## WORK INSTRUCTIONS
List each line of the data that holds the word "HashPolicy".

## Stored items
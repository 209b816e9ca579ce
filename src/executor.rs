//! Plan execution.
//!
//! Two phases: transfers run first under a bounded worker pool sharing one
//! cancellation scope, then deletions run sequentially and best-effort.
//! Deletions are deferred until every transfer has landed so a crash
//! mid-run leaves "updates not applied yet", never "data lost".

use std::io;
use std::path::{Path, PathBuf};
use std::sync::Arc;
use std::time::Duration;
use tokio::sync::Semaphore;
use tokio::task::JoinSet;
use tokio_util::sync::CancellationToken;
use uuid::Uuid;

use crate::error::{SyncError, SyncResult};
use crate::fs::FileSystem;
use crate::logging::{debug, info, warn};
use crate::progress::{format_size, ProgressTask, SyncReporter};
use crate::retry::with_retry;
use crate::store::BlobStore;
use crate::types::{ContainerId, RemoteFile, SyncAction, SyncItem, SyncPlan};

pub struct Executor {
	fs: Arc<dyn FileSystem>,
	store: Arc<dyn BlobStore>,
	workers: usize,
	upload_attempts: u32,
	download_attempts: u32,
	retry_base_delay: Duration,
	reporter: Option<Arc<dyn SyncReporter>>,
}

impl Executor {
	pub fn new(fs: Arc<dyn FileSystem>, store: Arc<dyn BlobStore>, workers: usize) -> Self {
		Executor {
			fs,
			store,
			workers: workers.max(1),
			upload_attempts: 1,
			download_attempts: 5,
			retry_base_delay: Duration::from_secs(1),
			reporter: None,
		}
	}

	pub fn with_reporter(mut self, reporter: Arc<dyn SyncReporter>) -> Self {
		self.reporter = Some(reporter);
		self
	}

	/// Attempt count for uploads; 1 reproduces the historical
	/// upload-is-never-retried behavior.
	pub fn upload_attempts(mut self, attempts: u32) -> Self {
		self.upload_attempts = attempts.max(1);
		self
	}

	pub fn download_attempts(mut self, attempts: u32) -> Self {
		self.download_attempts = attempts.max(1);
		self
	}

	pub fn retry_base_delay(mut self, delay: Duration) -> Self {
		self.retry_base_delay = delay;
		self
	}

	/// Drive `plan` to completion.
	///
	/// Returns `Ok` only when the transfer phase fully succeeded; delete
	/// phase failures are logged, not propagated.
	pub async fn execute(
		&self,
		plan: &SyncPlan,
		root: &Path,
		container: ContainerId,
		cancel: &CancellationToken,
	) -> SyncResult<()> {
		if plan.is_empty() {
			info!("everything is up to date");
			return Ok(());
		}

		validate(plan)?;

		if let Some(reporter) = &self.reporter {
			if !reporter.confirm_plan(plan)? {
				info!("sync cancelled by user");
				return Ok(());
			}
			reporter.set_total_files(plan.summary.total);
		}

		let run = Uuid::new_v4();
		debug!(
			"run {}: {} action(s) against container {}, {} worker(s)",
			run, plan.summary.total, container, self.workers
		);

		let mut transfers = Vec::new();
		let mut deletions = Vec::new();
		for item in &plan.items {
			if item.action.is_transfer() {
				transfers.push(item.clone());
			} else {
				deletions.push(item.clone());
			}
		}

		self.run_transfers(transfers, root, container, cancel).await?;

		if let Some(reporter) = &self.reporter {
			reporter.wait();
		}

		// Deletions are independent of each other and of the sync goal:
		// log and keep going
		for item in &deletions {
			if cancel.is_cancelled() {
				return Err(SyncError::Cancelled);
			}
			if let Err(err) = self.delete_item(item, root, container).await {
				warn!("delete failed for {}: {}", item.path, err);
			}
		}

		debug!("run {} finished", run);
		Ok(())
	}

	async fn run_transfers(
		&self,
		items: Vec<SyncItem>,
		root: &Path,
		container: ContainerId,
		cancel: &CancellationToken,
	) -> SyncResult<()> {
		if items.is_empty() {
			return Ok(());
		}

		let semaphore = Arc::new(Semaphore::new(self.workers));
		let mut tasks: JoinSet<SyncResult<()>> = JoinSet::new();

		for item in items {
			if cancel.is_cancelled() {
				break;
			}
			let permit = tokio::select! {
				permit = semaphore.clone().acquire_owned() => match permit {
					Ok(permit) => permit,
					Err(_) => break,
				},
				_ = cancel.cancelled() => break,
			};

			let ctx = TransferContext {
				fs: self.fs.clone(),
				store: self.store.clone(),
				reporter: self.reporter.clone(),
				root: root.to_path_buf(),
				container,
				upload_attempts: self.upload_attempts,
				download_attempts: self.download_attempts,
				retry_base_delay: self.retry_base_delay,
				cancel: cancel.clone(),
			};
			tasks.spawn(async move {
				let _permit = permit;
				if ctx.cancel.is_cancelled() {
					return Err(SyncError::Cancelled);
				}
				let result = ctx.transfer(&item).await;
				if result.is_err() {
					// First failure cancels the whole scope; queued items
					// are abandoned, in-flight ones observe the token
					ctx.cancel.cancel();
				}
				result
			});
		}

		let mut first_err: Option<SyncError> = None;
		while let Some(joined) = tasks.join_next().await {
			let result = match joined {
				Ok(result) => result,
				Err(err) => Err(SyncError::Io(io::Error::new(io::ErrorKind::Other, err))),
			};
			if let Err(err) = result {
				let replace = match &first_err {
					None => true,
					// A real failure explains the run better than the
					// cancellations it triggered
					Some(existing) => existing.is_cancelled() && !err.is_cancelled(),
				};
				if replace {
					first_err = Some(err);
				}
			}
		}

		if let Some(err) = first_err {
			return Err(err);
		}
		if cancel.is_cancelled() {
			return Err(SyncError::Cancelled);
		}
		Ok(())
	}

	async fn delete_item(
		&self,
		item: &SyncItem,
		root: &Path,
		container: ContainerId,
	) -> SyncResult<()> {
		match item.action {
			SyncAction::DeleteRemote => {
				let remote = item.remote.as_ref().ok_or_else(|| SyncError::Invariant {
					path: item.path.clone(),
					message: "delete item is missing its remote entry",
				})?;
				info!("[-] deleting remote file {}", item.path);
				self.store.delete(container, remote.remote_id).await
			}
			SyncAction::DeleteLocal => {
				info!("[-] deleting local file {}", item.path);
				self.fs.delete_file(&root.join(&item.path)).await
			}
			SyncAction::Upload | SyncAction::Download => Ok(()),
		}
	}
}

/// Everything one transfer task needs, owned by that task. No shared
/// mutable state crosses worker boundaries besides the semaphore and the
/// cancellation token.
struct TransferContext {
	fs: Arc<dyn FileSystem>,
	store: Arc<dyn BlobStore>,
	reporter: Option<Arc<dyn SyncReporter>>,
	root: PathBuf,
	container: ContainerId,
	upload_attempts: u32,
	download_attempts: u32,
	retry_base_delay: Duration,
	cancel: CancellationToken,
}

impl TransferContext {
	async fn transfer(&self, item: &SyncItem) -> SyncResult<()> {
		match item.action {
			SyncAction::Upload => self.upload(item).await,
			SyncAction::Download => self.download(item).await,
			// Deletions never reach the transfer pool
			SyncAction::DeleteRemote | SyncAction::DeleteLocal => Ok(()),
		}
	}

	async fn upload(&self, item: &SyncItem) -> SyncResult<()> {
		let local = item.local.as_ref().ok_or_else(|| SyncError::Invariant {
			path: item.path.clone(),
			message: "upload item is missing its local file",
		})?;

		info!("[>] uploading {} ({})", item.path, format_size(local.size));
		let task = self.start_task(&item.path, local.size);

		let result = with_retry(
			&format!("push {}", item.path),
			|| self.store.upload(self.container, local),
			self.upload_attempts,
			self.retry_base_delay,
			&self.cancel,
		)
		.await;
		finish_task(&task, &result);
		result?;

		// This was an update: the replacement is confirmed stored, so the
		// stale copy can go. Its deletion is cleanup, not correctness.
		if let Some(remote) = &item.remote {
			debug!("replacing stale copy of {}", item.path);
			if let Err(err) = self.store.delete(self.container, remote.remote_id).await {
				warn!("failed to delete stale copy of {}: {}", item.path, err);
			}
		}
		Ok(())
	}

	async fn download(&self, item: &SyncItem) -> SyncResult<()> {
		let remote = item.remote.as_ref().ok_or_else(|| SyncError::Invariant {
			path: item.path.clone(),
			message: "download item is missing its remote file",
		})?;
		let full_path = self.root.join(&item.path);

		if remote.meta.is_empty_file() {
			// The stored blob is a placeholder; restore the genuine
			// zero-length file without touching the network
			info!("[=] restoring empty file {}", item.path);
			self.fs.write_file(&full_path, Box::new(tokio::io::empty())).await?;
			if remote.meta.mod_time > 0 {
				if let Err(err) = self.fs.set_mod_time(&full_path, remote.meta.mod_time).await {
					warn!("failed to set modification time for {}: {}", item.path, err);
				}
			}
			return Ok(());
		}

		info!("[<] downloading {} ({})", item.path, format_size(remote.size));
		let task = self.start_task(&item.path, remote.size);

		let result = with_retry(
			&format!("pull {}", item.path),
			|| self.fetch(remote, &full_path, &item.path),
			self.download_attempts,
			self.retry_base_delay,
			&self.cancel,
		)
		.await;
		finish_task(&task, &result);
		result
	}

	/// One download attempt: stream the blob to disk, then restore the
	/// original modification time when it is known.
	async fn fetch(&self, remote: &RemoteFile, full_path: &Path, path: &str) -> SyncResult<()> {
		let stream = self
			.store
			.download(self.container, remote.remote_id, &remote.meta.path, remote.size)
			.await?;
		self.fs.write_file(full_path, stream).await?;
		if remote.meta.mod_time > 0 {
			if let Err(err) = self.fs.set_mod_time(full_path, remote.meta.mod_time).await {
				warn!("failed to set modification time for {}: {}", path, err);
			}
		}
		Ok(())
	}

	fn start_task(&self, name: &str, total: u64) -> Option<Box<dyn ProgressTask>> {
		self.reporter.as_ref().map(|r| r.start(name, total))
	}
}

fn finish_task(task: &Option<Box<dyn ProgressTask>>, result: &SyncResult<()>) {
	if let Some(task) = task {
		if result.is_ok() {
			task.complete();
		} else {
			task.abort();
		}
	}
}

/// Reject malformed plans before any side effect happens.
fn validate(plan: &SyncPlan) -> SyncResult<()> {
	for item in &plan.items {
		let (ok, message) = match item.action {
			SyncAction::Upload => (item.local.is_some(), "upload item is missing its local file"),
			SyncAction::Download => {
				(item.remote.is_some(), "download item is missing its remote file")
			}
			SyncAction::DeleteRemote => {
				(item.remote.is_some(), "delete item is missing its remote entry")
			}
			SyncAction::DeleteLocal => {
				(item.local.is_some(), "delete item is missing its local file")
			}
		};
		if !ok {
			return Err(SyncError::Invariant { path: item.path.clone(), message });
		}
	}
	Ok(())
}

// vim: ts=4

* * *

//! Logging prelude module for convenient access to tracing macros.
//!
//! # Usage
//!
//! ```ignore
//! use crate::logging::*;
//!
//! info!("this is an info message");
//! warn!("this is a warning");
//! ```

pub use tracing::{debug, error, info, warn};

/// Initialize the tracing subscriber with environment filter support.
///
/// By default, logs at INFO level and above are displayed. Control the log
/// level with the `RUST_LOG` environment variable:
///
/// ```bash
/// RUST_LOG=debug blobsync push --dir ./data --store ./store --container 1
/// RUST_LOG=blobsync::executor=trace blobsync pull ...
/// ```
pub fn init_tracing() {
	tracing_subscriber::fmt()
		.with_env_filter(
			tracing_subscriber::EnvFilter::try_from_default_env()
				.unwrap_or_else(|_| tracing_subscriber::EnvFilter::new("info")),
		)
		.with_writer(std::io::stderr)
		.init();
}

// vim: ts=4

---

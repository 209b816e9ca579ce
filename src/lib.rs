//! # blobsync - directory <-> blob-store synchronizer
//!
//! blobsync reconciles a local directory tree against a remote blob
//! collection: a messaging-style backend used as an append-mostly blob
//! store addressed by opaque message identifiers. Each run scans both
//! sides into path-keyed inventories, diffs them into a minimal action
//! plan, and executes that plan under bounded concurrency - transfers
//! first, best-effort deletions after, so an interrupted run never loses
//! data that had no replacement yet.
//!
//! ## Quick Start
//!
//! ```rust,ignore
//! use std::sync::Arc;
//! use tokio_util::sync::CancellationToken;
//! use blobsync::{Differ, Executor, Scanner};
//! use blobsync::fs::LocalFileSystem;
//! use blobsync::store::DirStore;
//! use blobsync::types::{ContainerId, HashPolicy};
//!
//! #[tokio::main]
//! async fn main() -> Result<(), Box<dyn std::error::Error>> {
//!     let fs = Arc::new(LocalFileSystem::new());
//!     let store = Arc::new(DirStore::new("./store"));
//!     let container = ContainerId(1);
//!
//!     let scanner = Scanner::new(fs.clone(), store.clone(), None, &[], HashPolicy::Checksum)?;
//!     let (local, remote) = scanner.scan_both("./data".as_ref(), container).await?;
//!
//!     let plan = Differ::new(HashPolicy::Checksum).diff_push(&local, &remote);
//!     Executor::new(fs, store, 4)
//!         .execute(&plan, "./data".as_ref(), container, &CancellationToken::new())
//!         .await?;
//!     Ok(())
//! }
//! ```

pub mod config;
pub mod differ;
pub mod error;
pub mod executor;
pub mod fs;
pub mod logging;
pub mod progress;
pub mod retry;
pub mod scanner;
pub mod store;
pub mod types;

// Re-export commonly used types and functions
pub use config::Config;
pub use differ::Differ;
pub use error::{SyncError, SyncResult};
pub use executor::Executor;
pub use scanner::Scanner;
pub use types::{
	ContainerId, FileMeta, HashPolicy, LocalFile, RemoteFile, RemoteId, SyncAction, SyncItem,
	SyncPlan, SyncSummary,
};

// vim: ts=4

## ANSWER AREA
//! use blobsync::types::{ContainerId, HashPolicy};
//!     let scanner = Scanner::new(fs.clone(), store.clone(), None, &[], HashPolicy::Checksum)?;
//!     let plan = Differ::new(HashPolicy::Checksum).diff_push(&local, &remote);
	ContainerId, FileMeta, HashPolicy, LocalFile, RemoteFile, RemoteId, SyncAction, SyncItem,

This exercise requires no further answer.